Par acte de commissaire de justice du 28 juin 2024, le syndicat des copropriétaires de l’immeuble représenté par son syndic la société Gérard [F] a fait assigner la SCI DE BOISGEOFFROY devant le pôle civil de proximité du tribunal judiciaire de Paris pour la voir condamner au paiement des charges de copropriété.

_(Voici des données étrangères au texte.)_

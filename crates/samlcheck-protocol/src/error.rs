//! SAML error types.
//!
//! [`SamlError`] covers the conditions that stop a verification run. Failed
//! cryptographic checks are not errors; they are reported as
//! [`RejectionReason`](crate::signature::RejectionReason)s inside a
//! [`ValidationOutcome`](crate::signature::ValidationOutcome).

use std::fmt;

use thiserror::Error;

use crate::xml::XmlError;

/// Result type for SAML operations.
pub type SamlResult<T> = Result<T, SamlError>;

/// SAML processing errors.
#[derive(Debug, Error)]
pub enum SamlError {
    /// The input is not well-formed XML.
    #[error("malformed input: {0}")]
    MalformedInput(String),

    /// An element that must occur exactly once occurs a different number of times.
    #[error("expected {expected} {element} element(s), found {found}")]
    StructuralViolation {
        /// Qualified name of the element.
        element: &'static str,
        /// Expected count, as text ("exactly one").
        expected: &'static str,
        /// Number found.
        found: usize,
    },

    /// The protocol validator rejected the response.
    #[error("{0}")]
    ProtocolRejection(ProtocolRejection),

    /// Base64 decoding error.
    #[error("base64 decode error: {0}")]
    Base64Decode(String),

    /// Reading the input failed.
    #[error("I/O error: {0}")]
    Io(#[from] std::io::Error),
}

impl SamlError {
    /// Builds a [`SamlError::StructuralViolation`] for an element required exactly once.
    #[must_use]
    pub const fn exactly_one(element: &'static str, found: usize) -> Self {
        Self::StructuralViolation {
            element,
            expected: "exactly one",
            found,
        }
    }

    /// Returns true if the error ends the run without any further diagnosis.
    ///
    /// Only a signature-category protocol rejection lets the fallback run.
    #[must_use]
    pub const fn is_fatal(&self) -> bool {
        match self {
            Self::ProtocolRejection(rejection) => !rejection.category.allows_fallback(),
            _ => true,
        }
    }
}

impl From<XmlError> for SamlError {
    fn from(err: XmlError) -> Self {
        Self::MalformedInput(err.to_string())
    }
}

impl From<base64::DecodeError> for SamlError {
    fn from(err: base64::DecodeError) -> Self {
        Self::Base64Decode(err.to_string())
    }
}

impl From<ProtocolRejection> for SamlError {
    fn from(rejection: ProtocolRejection) -> Self {
        Self::ProtocolRejection(rejection)
    }
}

/// Category of a protocol-level rejection, fixed where the rejection is raised.
#[derive(Debug, Clone, Copy, PartialEq, Eq)]
pub enum RejectionCategory {
    /// The signature check failed.
    Signature,
    /// Any other reason (status, unsupported content, wrong document type).
    Other,
}

impl RejectionCategory {
    /// Returns true if the direct signature diagnosis applies.
    #[must_use]
    pub const fn allows_fallback(self) -> bool {
        matches!(self, Self::Signature)
    }
}

impl fmt::Display for RejectionCategory {
    fn fmt(&self, f: &mut fmt::Formatter<'_>) -> fmt::Result {
        match self {
            Self::Signature => f.write_str("signature"),
            Self::Other => f.write_str("other"),
        }
    }
}

/// A rejection raised by the protocol validator.
#[derive(Debug, Clone, PartialEq, Eq)]
pub struct ProtocolRejection {
    /// Rejection category.
    pub category: RejectionCategory,
    /// Human-readable message.
    pub message: String,
}

impl ProtocolRejection {
    /// Creates a signature-category rejection.
    pub fn signature(message: impl Into<String>) -> Self {
        Self {
            category: RejectionCategory::Signature,
            message: message.into(),
        }
    }

    /// Creates a rejection of any other category.
    pub fn other(message: impl Into<String>) -> Self {
        Self {
            category: RejectionCategory::Other,
            message: message.into(),
        }
    }
}

impl fmt::Display for ProtocolRejection {
    fn fmt(&self, f: &mut fmt::Formatter<'_>) -> fmt::Result {
        f.write_str(&self.message)
    }
}
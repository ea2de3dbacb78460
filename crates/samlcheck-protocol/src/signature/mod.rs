//! XML Signature support for SAML.
//!
//! This module verifies XML Digital Signatures (XML-DSig) embedded in SAML
//! documents and reports failures per signed reference.
//!
//! # Algorithms
//!
//! Digests: SHA-1, SHA-256, SHA-384, SHA-512.
//!
//! Signatures:
//! - RSA-SHA1, RSA-SHA256, RSA-SHA384, RSA-SHA512
//! - ECDSA-SHA256 (P-256), ECDSA-SHA384 (P-384), ECDSA-SHA512 (P-521)
//!
//! Canonicalization: Canonical XML 1.0 and Exclusive XML Canonicalization
//! 1.0, with or without comments.

mod key_resolver;
mod locator;
mod outcome;
mod reference;
mod verifier;

pub use key_resolver::{CertificateKeyResolver, KeyResolver};
pub use locator::{find_assertion, find_signature, LocateError};
pub use outcome::{DigestStatus, ReferenceCheck, RejectionReason, ValidationOutcome, Verification};
pub use reference::{ReferenceRecord, Transform};
pub use verifier::{verify, SignatureParseError, SignedXml};
//! Signed SAML fixtures for the end-to-end tests.
//!
//! [`TestIdp`] plays the Identity Provider: it owns a fresh P-256 key with a
//! self-signed certificate and can sign any element of a response that
//! carries an `ID` and a `saml:Issuer` child.

use anyhow::{anyhow, Context};
use aws_lc_rs::rand::SystemRandom;
use aws_lc_rs::signature::{EcdsaKeyPair, ECDSA_P256_SHA256_FIXED_SIGNING};
use base64::engine::general_purpose::STANDARD;
use base64::Engine;
use samlcheck_crypto::algorithm::{digest_uris, signature_uris};
use samlcheck_crypto::{digest, DigestAlgorithm};
use samlcheck_protocol::constants::{
    status_codes, transform_algorithms, EXC_C14N_NS, SAMLP_NS, SAML_NS, XMLDSIG_NS,
};
use samlcheck_protocol::xml::{CanonicalizationMethod, Canonicalizer, Document, NodeId};

const PENDING_SIGNATURE_VALUE: &str = "PENDING";

/// Subject of every fixture assertion.
pub const SUBJECT: &str = "alice@example.com";

/// Issuer of every fixture response and assertion.
pub const ISSUER: &str = "https://idp.example.com";

/// An Identity Provider signing key and its certificate.
pub struct TestIdp {
    certificate_pem: String,
    certificate_der: Vec<u8>,
    key: EcdsaKeyPair,
}

impl TestIdp {
    /// Generates a new key pair and self-signed certificate.
    pub fn generate() -> anyhow::Result<Self> {
        let key_pair = rcgen::KeyPair::generate()?;
        let params = rcgen::CertificateParams::new(vec!["idp.example.com".to_string()])?;
        let certificate = params.self_signed(&key_pair)?;
        let key = EcdsaKeyPair::from_pkcs8(
            &ECDSA_P256_SHA256_FIXED_SIGNING,
            &key_pair.serialize_der(),
        )
        .map_err(|e| anyhow!("rejected PKCS#8 key: {e}"))?;

        Ok(Self {
            certificate_pem: certificate.pem(),
            certificate_der: certificate.der().to_vec(),
            key,
        })
    }

    /// PEM encoded certificate.
    pub fn certificate_pem(&self) -> &str {
        &self.certificate_pem
    }

    /// Bare base64 certificate body, as Identity Provider metadata carries it.
    pub fn certificate_base64(&self) -> String {
        STANDARD.encode(&self.certificate_der)
    }

    /// Signs the element whose `ID` is `id` with an enveloped signature,
    /// placed right after that element's `saml:Issuer`.
    pub fn sign(&self, xml: &str, id: &str, method: &CanonicalizationMethod) -> anyhow::Result<String> {
        self.sign_with_reference_uri(xml, id, method, &format!("#{id}"))
    }

    /// Like [`sign`](Self::sign), but the single reference carries `uri`
    /// instead of `#id`. With `""` the reference covers the whole signed
    /// document, which is the element `id` once it is cut out on its own.
    pub fn sign_with_reference_uri(
        &self,
        xml: &str,
        id: &str,
        method: &CanonicalizationMethod,
        uri: &str,
    ) -> anyhow::Result<String> {
        let doc = Document::parse(xml)?;
        let target = doc
            .element_by_id(id)
            .with_context(|| format!("no element with ID {id}"))?;
        let canonical = Canonicalizer::new(&doc, method.clone()).canonicalize(target);
        let digest_value = STANDARD.encode(digest(DigestAlgorithm::Sha256, canonical.as_bytes()));

        let signature = format!(
            r#"<ds:Signature xmlns:ds="{XMLDSIG_NS}">{}<ds:SignatureValue>{PENDING_SIGNATURE_VALUE}</ds:SignatureValue><ds:KeyInfo><ds:X509Data><ds:X509Certificate>{}</ds:X509Certificate></ds:X509Data></ds:KeyInfo></ds:Signature>"#,
            signed_info(uri, method, &digest_value),
            self.certificate_base64(),
        );
        let placed = insert_after_issuer(xml, id, &signature)?;

        // SignedInfo is canonicalized where it sits, with every namespace in scope.
        let doc = Document::parse(&placed)?;
        let signed_info = pending_signed_info(&doc)?;
        let signed_info_method = CanonicalizationMethod {
            inclusive_prefixes: Vec::new(),
            ..method.clone()
        };
        let canonical = Canonicalizer::new(&doc, signed_info_method).canonicalize(signed_info);
        let value = self
            .key
            .sign(&SystemRandom::new(), canonical.as_bytes())
            .map_err(|_| anyhow!("ECDSA signing failed"))?;

        Ok(placed.replacen(
            &format!(">{PENDING_SIGNATURE_VALUE}<"),
            &format!(">{}<", STANDARD.encode(value.as_ref())),
            1,
        ))
    }

    /// Signs `id` with exclusive canonicalization.
    pub fn sign_exclusive(&self, xml: &str, id: &str) -> anyhow::Result<String> {
        self.sign(xml, id, &CanonicalizationMethod::exclusive())
    }
}

fn signed_info(uri: &str, method: &CanonicalizationMethod, digest_value: &str) -> String {
    let c14n = method.uri();
    let enveloped = transform_algorithms::ENVELOPED_SIGNATURE;
    let prefix_list = if method.inclusive_prefixes.is_empty() {
        String::new()
    } else {
        format!(
            r#"<ec:InclusiveNamespaces xmlns:ec="{EXC_C14N_NS}" PrefixList="{}"/>"#,
            method.inclusive_prefixes.join(" ")
        )
    };
    format!(
        r#"<ds:SignedInfo><ds:CanonicalizationMethod Algorithm="{c14n}"/><ds:SignatureMethod Algorithm="{}"/><ds:Reference URI="{uri}"><ds:Transforms><ds:Transform Algorithm="{enveloped}"/><ds:Transform Algorithm="{c14n}">{prefix_list}</ds:Transform></ds:Transforms><ds:DigestMethod Algorithm="{}"/><ds:DigestValue>{digest_value}</ds:DigestValue></ds:Reference></ds:SignedInfo>"#,
        signature_uris::ECDSA_SHA256,
        digest_uris::SHA256,
    )
}

fn insert_after_issuer(xml: &str, id: &str, signature: &str) -> anyhow::Result<String> {
    let start = xml
        .find(&format!("ID=\"{id}\""))
        .with_context(|| format!("no ID=\"{id}\" attribute"))?;
    let issuer_end = xml[start..]
        .find("</saml:Issuer>")
        .map(|offset| start + offset + "</saml:Issuer>".len())
        .with_context(|| format!("element {id} has no saml:Issuer"))?;

    let mut signed = String::with_capacity(xml.len() + signature.len());
    signed.push_str(&xml[..issuer_end]);
    signed.push_str(signature);
    signed.push_str(&xml[issuer_end..]);
    Ok(signed)
}

fn pending_signed_info(doc: &Document) -> anyhow::Result<NodeId> {
    doc.descendants_named(doc.document_node(), XMLDSIG_NS, "Signature")
        .into_iter()
        .find(|&signature| {
            doc.first_child_named(signature, XMLDSIG_NS, "SignatureValue")
                .is_some_and(|value| doc.text_content(value) == PENDING_SIGNATURE_VALUE)
        })
        .and_then(|signature| doc.first_child_named(signature, XMLDSIG_NS, "SignedInfo"))
        .context("inserted signature not found")
}

/// An unsigned assertion about [`SUBJECT`].
pub fn assertion(id: &str) -> String {
    format!(
        r#"<saml:Assertion xmlns:saml="{SAML_NS}" ID="{id}" Version="2.0" IssueInstant="2024-01-01T00:00:00Z"><saml:Issuer>{ISSUER}</saml:Issuer>
    <saml:Subject><saml:NameID Format="urn:oasis:names:tc:SAML:1.1:nameid-format:emailAddress">{SUBJECT}</saml:NameID></saml:Subject>
    <saml:AttributeStatement><saml:Attribute Name="role"><saml:AttributeValue>admin</saml:AttributeValue></saml:Attribute></saml:AttributeStatement>
  </saml:Assertion>"#
    )
}

/// A `samlp:Response` with ID `_r1` and a success status around `body`.
pub fn response(body: &str) -> String {
    response_with_status(status_codes::SUCCESS, body)
}

/// A `samlp:Response` with ID `_r1`, the given status code and `body`.
pub fn response_with_status(status: &str, body: &str) -> String {
    format!(
        r#"<?xml version="1.0" encoding="UTF-8"?>
<samlp:Response xmlns:samlp="{SAMLP_NS}" xmlns:saml="{SAML_NS}" ID="_r1" Version="2.0" IssueInstant="2024-01-01T00:00:00Z" Destination="https://sp.example.com/acs">
  <saml:Issuer>{ISSUER}</saml:Issuer>
  <samlp:Status><samlp:StatusCode Value="{status}"/></samlp:Status>
  {body}
</samlp:Response>"#
    )
}

/// A response carrying one assertion `_a1` signed by `idp`.
pub fn signed_response(idp: &TestIdp) -> anyhow::Result<String> {
    idp.sign_exclusive(&response(&assertion("_a1")), "_a1")
}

Par conclusions signifiées le 12 mars 2025, le syndicat des copropriétaires demande au tribunal de condamner la SCI DE BOISGEOFFROY avec exécution provisoire à lui payer les sommes suivantes :
— 328,14 euros au titre des charges de copropriété selon décompte arrêté au 28 février 2025, charges du 1er trimestre 2025 incluses, avec intérêts légaux,
— 1 646 euros au titre des frais de recouvrement,
— 2 500 euros de dommages et intérêts,
— 2 500 euros au titre des frais irrépétibles et aux dépens.
Le syndicat des copropriétaires fait valoir que les appels de charges ne sont plus réglés depuis plusieurs années et que si la SCI DE BOISGEOFFROY a procédé au paiement après la délivrance de l’assignation d’une somme de 1 366,34 euros au titre des charges arrêtées au 2ème trimestre 2024, elle ne s’est pas acquittée des charges postérieures, ni des frais de recouvrement. Il expose également avoir multiplié les démarches pour tenter de recouvrer amiablement sa créance, indiquant notamment avoir saisi un conciliateur de justice.

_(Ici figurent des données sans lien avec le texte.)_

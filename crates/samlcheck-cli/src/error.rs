//! CLI error types.

use samlcheck_protocol::SamlError;
use thiserror::Error;

/// CLI error type.
#[derive(Debug, Error)]
pub enum CliError {
    /// Configuration error.
    #[error("configuration error: {0}")]
    Config(String),

    /// The tool was invoked incorrectly.
    #[error("{0}")]
    Usage(String),

    /// IO error.
    #[error("IO error: {0}")]
    Io(#[from] std::io::Error),

    /// The response could not be processed.
    #[error(transparent)]
    Saml(#[from] SamlError),
}

impl CliError {
    /// Returns a hint on how to invoke the tool correctly, if the error is
    /// one of invocation.
    #[must_use]
    pub const fn hint(&self) -> Option<&'static str> {
        match self {
            Self::Config(_) => Some("pass --config PATH or set SAMLCHECK_CONFIG"),
            Self::Usage(_) => Some("usage: samlcheck [--config PATH] [--input FILE] < response.xml"),
            _ => None,
        }
    }
}

/// CLI result type.
pub type CliResult<T> = Result<T, CliError>;
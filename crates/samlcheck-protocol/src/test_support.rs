//! Unit-test access to the signed fixtures of `samlcheck-integration-tests`.
//!
//! Only strings cross this boundary, so the second copy of this crate that
//! the fixture crate links against never meets the types under test.

use samlcheck_integration_tests as fixtures;

pub(crate) use fixtures::response as response_with;

/// An identity provider with a fresh P-256 key and self-signed certificate.
pub(crate) struct TestIdp {
    pub cert_pem: String,
    idp: fixtures::TestIdp,
}

impl TestIdp {
    pub fn generate() -> Self {
        let idp = fixtures::TestIdp::generate().unwrap();
        Self {
            cert_pem: idp.certificate_pem().to_string(),
            idp,
        }
    }

    /// An unsigned assertion with the given ID.
    pub fn assertion(id: &str) -> String {
        fixtures::assertion(id)
    }

    /// Signs a standalone assertion with exclusive canonicalization.
    pub fn sign_assertion(&self, assertion: &str) -> String {
        let doc = crate::xml::Document::parse(assertion).unwrap();
        let id = doc.element(doc.root()).unwrap().attribute("ID").unwrap().to_string();
        self.idp.sign_exclusive(assertion, &id).unwrap()
    }
}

La SCI DE BOISGEOFFROY, représentée par son gérant, Monsieur [C] [R], conclut au rejet des demandes et à la condamnation du syndicat des copropriétaires à lui payer la somme de 500 euros de dommages et intérêts.
Elle indique avoir procédé au règlement de l’intégralité de sa dette, à l’exception des frais de recouvrement qu’elle estime non dus. Elle allègue par ailleurs de l’existence d’un préjudice indiquant avoir dû se présenter à deux audiences différentes.

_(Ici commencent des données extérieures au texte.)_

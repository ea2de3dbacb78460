//! Certificate PEM handling.
//!
//! Identity provider configuration usually carries the signing certificate
//! as a bare base64 blob copied out of metadata. [`normalize_certificate`]
//! turns such a blob into a PEM block; already wrapped input is returned
//! unchanged.

use x509_parser::pem::parse_x509_pem;

use crate::error::{CryptoError, CryptoResult};

const PEM_HEADER: &str = "-----BEGIN CERTIFICATE-----";
const PEM_FOOTER: &str = "-----END CERTIFICATE-----";
const PEM_LINE_WIDTH: usize = 64;

/// Wraps a raw base64 certificate body in a PEM envelope.
///
/// Input starting with `-----BEGIN` is returned as is. Otherwise whitespace
/// is dropped and the body is re-wrapped at 64 characters per line between
/// the certificate header and footer. The body is not validated.
#[must_use]
pub fn normalize_certificate(certificate: &str) -> String {
    if certificate.starts_with("-----BEGIN") {
        return certificate.to_string();
    }

    let body: Vec<char> = certificate.chars().filter(|c| !c.is_whitespace()).collect();

    let mut lines = Vec::with_capacity(body.len() / PEM_LINE_WIDTH + 2);
    lines.push(PEM_HEADER.to_string());
    lines.extend(
        body.chunks(PEM_LINE_WIDTH)
            .map(|chunk| chunk.iter().collect::<String>()),
    );
    lines.push(PEM_FOOTER.to_string());
    lines.join("\n")
}

/// Decodes a certificate given as PEM or raw base64 into DER bytes.
///
/// # Errors
///
/// Returns [`CryptoError::InvalidCertificate`] if no certificate block can be
/// decoded.
pub fn certificate_der(certificate: &str) -> CryptoResult<Vec<u8>> {
    let pem = normalize_certificate(certificate.trim_start());
    let (_, block) = parse_x509_pem(pem.as_bytes())
        .map_err(|e| CryptoError::InvalidCertificate(format!("malformed PEM: {e}")))?;

    if block.label != "CERTIFICATE" {
        return Err(CryptoError::InvalidCertificate(format!(
            "expected a CERTIFICATE block, found {}",
            block.label
        )));
    }

    Ok(block.contents)
}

Conformément aux dispositions de l’article 455 du code de procédure civile, il est renvoyé aux conclusions du syndicat des copropriétaires pour un plus ample exposé des moyens à l’appui de ses prétentions.
La décision a été mise en délibéré par mise à disposition au greffe au 26 juin 2025.
MOTIFS
Sur les charges et provisions sur charges de copropriété et les travaux
L’article 10 de la loi du 10 juillet 1965 dispose que les copropriétaires sont tenus de participer aux charges entraînées par les services collectifs et les éléments d’équipement commun en fonction de l’utilité que ces services et éléments présentent à l’égard de chaque lot. Ils sont également tenus de participer aux charges relatives à la conservation, à l’entretien et à l’administration des parties communes et de verser au fonds de travaux mentionné à l’article 14-2 la cotisation prévue au même article, proportionnellement aux valeurs relatives des parties privatives comprises dans leurs lots, telles que ces valeurs résultent de l’article 5. Le règlement de copropriété fixe la quote-part afférente à chaque lot dans chacune des catégories de charges.
Il est de principe que les décisions d’assemblée générale s’imposent tant que la nullité n’en a pas été prononcée.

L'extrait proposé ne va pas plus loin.